Material provided:
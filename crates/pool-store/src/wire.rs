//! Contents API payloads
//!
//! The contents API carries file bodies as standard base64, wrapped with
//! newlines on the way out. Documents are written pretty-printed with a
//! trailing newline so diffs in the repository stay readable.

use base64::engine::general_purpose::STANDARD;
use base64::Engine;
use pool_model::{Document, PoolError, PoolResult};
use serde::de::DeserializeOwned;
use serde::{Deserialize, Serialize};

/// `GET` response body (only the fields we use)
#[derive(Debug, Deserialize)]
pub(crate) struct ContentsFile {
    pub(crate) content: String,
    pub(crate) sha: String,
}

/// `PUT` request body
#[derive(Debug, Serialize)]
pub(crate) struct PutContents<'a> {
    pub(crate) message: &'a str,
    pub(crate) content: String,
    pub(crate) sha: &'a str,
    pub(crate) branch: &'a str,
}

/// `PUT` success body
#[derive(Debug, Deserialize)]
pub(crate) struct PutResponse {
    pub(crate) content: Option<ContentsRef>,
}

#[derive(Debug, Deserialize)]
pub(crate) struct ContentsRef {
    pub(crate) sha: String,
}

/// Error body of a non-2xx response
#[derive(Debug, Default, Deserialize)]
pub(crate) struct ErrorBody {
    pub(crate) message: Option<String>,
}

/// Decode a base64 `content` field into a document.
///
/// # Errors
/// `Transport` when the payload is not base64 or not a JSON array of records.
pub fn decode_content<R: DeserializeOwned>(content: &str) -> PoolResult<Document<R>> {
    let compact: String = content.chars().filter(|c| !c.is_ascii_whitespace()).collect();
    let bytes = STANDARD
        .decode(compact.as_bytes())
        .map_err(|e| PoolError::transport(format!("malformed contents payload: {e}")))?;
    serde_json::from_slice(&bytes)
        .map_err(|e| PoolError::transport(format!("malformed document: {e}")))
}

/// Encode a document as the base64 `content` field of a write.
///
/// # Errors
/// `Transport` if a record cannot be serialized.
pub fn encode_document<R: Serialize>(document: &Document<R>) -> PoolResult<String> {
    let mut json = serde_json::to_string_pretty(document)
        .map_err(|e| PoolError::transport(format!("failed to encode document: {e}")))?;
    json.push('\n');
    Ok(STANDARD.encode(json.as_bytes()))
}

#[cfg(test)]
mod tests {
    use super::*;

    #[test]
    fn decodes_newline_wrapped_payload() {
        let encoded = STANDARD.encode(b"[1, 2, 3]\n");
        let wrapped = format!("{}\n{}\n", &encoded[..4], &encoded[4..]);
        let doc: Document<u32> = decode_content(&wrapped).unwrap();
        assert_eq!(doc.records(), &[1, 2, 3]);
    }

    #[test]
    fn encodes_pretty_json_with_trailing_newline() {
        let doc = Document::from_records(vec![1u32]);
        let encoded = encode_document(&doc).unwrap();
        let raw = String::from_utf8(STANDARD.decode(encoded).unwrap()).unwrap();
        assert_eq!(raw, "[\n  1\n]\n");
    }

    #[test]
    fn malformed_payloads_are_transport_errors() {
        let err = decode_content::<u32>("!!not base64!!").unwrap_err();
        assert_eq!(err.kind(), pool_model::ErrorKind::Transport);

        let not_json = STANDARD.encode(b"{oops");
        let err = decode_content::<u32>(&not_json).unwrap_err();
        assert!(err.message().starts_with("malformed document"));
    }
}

...

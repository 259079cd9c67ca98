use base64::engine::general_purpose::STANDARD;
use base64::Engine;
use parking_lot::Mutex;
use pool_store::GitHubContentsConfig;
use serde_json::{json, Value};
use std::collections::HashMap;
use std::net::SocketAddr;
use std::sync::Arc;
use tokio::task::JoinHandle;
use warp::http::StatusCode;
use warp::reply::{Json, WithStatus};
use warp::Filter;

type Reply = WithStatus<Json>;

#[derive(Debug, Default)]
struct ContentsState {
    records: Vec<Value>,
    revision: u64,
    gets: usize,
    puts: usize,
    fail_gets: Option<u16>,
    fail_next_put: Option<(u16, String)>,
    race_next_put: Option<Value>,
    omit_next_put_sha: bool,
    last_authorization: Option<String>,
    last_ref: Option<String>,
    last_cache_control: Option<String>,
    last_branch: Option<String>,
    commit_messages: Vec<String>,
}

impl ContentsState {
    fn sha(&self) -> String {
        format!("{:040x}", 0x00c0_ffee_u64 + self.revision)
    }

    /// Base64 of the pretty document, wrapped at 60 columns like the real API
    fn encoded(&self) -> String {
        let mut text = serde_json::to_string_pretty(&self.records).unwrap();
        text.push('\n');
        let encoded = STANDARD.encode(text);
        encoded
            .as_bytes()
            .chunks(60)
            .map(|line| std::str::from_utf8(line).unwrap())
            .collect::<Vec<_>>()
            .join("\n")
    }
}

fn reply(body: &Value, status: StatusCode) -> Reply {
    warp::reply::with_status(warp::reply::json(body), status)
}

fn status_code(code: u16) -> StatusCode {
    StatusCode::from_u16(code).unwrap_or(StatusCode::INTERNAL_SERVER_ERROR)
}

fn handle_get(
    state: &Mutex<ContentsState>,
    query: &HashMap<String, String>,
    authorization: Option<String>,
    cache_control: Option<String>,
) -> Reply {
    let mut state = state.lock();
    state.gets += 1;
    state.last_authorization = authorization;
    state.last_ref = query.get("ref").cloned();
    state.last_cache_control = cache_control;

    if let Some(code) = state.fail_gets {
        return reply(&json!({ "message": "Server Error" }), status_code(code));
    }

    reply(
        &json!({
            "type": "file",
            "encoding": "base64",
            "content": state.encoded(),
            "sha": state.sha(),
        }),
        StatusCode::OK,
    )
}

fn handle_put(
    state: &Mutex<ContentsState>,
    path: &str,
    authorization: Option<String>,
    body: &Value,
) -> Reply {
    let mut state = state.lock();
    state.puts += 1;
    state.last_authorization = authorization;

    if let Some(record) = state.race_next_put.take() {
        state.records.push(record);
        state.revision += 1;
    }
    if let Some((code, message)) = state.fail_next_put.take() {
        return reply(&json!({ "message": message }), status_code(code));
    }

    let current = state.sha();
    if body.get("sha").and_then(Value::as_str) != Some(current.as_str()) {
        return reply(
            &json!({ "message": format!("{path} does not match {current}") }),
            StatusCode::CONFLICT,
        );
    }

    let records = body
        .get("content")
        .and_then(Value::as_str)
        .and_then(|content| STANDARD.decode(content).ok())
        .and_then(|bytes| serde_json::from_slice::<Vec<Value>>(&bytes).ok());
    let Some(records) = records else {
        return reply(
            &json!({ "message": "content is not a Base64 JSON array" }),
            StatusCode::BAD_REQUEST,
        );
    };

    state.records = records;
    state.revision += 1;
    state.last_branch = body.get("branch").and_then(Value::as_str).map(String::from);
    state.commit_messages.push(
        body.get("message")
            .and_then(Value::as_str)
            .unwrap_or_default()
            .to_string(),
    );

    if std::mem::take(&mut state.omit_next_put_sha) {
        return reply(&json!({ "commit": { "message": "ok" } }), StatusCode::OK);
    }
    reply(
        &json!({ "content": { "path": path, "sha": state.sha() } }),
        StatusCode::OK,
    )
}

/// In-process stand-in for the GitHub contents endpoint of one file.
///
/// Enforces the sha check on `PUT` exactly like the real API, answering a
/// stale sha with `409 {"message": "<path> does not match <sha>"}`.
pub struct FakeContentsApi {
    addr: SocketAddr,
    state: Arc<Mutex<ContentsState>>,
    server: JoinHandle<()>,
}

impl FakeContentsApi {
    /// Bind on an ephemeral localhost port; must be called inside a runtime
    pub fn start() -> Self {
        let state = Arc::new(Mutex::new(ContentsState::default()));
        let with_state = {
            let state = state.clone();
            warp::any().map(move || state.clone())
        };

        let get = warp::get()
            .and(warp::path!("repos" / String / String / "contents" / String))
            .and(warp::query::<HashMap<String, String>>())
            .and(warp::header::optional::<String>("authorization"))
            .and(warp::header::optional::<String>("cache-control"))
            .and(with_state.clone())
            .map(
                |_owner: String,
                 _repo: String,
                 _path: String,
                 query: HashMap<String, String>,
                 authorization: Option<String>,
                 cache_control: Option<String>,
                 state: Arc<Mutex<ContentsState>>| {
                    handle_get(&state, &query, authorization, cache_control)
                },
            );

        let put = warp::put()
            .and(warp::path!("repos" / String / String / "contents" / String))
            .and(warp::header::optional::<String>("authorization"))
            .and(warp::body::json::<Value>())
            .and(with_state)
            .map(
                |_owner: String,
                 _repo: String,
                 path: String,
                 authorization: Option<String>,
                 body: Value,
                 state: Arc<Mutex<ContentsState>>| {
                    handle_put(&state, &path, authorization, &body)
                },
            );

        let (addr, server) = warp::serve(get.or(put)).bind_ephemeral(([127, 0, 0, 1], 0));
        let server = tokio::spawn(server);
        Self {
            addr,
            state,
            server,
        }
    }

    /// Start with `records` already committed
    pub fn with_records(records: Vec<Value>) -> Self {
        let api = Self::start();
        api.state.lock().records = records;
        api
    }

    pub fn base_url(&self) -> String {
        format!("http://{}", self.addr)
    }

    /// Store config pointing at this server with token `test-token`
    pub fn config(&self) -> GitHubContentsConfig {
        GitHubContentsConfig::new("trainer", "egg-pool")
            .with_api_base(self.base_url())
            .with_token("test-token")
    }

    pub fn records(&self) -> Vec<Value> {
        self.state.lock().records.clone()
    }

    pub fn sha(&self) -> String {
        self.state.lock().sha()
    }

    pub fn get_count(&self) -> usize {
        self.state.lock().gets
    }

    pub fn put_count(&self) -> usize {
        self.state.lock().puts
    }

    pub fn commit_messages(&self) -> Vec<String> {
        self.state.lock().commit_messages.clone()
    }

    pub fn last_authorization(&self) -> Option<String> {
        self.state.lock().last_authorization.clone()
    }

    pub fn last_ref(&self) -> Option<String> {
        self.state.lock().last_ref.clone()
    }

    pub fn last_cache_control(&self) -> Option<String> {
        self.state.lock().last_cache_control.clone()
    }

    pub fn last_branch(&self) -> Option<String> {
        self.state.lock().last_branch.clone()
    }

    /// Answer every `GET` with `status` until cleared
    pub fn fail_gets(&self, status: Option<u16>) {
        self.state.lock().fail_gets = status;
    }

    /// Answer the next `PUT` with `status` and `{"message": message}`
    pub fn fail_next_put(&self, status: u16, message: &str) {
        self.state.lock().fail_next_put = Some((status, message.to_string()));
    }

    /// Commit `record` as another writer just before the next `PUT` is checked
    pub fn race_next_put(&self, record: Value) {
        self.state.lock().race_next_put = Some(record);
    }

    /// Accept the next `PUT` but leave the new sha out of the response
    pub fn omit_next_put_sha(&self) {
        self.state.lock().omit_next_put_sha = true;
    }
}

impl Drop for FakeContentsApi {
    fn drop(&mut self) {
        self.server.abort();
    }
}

Exercise goal:
Within the listing above, tally the lines holding the word "HashMap". Give the tally only.

Exercise solution:
4